The best I can do right now is $2.42 per Hopper Mouse.

Buying bulk is better but I have only a single yearling Spotted Python, so I'm restricted to buying small packs because she will simply outgrow the feeder size & need the next size feeder by the time I finish a pack of 7-10 feeders.
I have 4 Hoppers left but my girl will be needing to go to Weaners now, so starts the comparisons for shop prices again  *sigh*
My daughter used to work for a company that provided wholesale to Pet Shops, & that included frozen Mice/Rats, but she quit 

Hey Yellowtail. I'm in South East Qld (actually I work on the Gold Coast). Can you help a lady out?


----------



## Sdaji (Feb 28, 2019)

There's obviously quite a shortage in Melbourne. I spent a fair while producing and selling them in Melbourne and did pretty well. I stopped about 6 years ago and still have people begging me for rats, they all say it's really difficult to source them without paying a fortune (and they also can't find anything of the same quality even if they pay for it!). A lot of people seem to have trouble breeding them consistently or running a colony efficiently but for anyone capable of it there's a good small business opportunity.


----------



## Wokka (Feb 28, 2019)

There are often bargains to be bought but the trouble is that they are often not there next time because they are only getting rid of surplus. I have yet to see a breeder keep going at little or no profit for too long. At 2-$4 a week to feed snakes are one of the cheapest pets around.


----------



## Yellowtail (Feb 28, 2019)

Gears said:


> This is very relevant to small collection owners. Every time I need to go "up" a size in feeders I spend the month before trying to source & compare pet shops for the "best price" I have 4 Pet shops to choose from & compare them for feeders size/number of items per pack/price.

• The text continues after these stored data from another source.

//! Background image slot: the editor's one asynchronous boundary.
//!
//! Loading an image is a single-shot operation. [`ImageSlot::begin_load`]
//! hands out a [`LoadTicket`] that is consumed by [`ImageSlot::complete`];
//! a ticket from a superseded load is ignored. Until the current load
//! completes the slot reports a placeholder size.
//!
//! Each load may own a temporary resource (an object URL in the browser). The
//! slot keeps at most one alive: it is released when a new load replaces it
//! and when the slot is dropped.

#[cfg(test)]
#[path = "image_test.rs"]
mod image_test;

use crate::consts::PLACEHOLDER_IMAGE_SIZE;

/// Error returned by [`ImageSlot`] operations.
#[derive(Debug, thiserror::Error, PartialEq)]
pub enum ImageError {
    /// The selected file's MIME type is not `image/*`.
    #[error("please upload an image file (got `{mime}`)")]
    NotAnImage { mime: String },
    /// The decoded image reported a zero or non-finite size.
    #[error("image has unusable dimensions {width}x{height}")]
    InvalidDimensions { width: f64, height: f64 },
    /// A browser API call failed.
    #[error("browser error: {0}")]
    Browser(String),
}

/// A temporary resource tied to one loaded image.
pub trait TempResource {
    /// Give the resource back. Called exactly once.
    fn release(&mut self);
}

/// Proof of a pending load, redeemed once by [`ImageSlot::complete`].
#[derive(Debug, PartialEq, Eq)]
#[must_use]
pub struct LoadTicket {
    generation: u64,
}

/// Loading state of the current image.
#[derive(Debug, Clone, Copy, PartialEq)]
pub enum ImageStatus {
    /// No image requested yet.
    Empty,
    /// A load is in flight.
    Pending,
    /// The image decoded with this natural size.
    Ready { width: f64, height: f64 },
}

/// The current background image and its temporary resource.
pub struct ImageSlot {
    filename: String,
    status: ImageStatus,
    generation: u64,
    resource: Option<Box<dyn TempResource>>,
}

impl Default for ImageSlot {
    fn default() -> Self {
        Self { filename: String::new(), status: ImageStatus::Empty, generation: 0, resource: None }
    }
}

impl std::fmt::Debug for ImageSlot {
    fn fmt(&self, f: &mut std::fmt::Formatter<'_>) -> std::fmt::Result {
        f.debug_struct("ImageSlot")
            .field("filename", &self.filename)
            .field("status", &self.status)
            .field("generation", &self.generation)
            .field("has_resource", &self.resource.is_some())
            .finish()
    }
}

impl ImageSlot {
    #[must_use]
    pub fn new() -> Self {
        Self::default()
    }

    /// Start loading a new image, replacing the current one.
    ///
    /// `resource` is released immediately if the MIME type is rejected, so the
    /// caller never has to clean up after an error.
    ///
    /// # Errors
    ///
    /// Returns [`ImageError::NotAnImage`] when `mime` does not start with
    /// `image/`; the current image is kept.
    pub fn begin_load(
        &mut self,
        filename: &str,
        mime: &str,
        resource: Option<Box<dyn TempResource>>,
    ) -> Result<LoadTicket, ImageError> {
        if !mime.starts_with("image/") {
            if let Some(mut rejected) = resource {
                rejected.release();
            }
            log::warn!("rejecting non-image upload {filename} ({mime})");
            return Err(ImageError::NotAnImage { mime: mime.to_owned() });
        }

        self.release_resource();
        self.resource = resource;
        self.filename = filename.to_owned();
        self.status = ImageStatus::Pending;
        self.generation += 1;
        log::debug!("loading image {filename} (generation {})", self.generation);
        Ok(LoadTicket { generation: self.generation })
    }

    /// Finish a load. Returns `Ok(false)` when the ticket was superseded.
    ///
    /// # Errors
    ///
    /// Returns [`ImageError::InvalidDimensions`] for a zero, negative or
    /// non-finite size; the slot stays pending.
    pub fn complete(&mut self, ticket: LoadTicket, width: f64, height: f64) -> Result<bool, ImageError> {
        if ticket.generation != self.generation {
            log::debug!("ignoring stale image load (generation {})", ticket.generation);
            return Ok(false);
        }
        let usable = |v: f64| v.is_finite() && v > 0.0;
        if !usable(width) || !usable(height) {
            return Err(ImageError::InvalidDimensions { width, height });
        }
        self.status = ImageStatus::Ready { width, height };
        Ok(true)
    }

    /// Natural image size, or the placeholder while nothing has loaded.
    #[must_use]
    pub fn size(&self) -> (f64, f64) {
        match self.status {
            ImageStatus::Ready { width, height } => (width, height),
            ImageStatus::Empty | ImageStatus::Pending => (PLACEHOLDER_IMAGE_SIZE, PLACEHOLDER_IMAGE_SIZE),
        }
    }

    /// Name of the file most recently accepted by [`ImageSlot::begin_load`].
    #[must_use]
    pub fn filename(&self) -> &str {
        &self.filename
    }

    #[must_use]
    pub fn status(&self) -> ImageStatus {
        self.status
    }

    /// Whether a temporary resource is currently held.
    #[must_use]
    pub fn holds_resource(&self) -> bool {
        self.resource.is_some()
    }

    fn release_resource(&mut self) {
        if let Some(mut resource) = self.resource.take() {
            resource.release();
        }
    }
}

impl Drop for ImageSlot {
    fn drop(&mut self) {
        self.release_resource();
    }
}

I narrow that down to price per feeder & then I purchase from the shop that offers "best price per item".
> The best I can do right now is $2.42 per Hopper Mouse.
> 
> Buying bulk is better but I have only a single yearling Spotted Python, so I'm restricted to buying small packs because she will simply outgrow the feeder size & need the next size feeder by the time I finish a pack of 7-10 feeders.
> ...


Yes Gears happy to assist, I sent you a PM


----------



## Abstractivity (Feb 28, 2019)

Anyone in melbourne recommend Petwave?


----------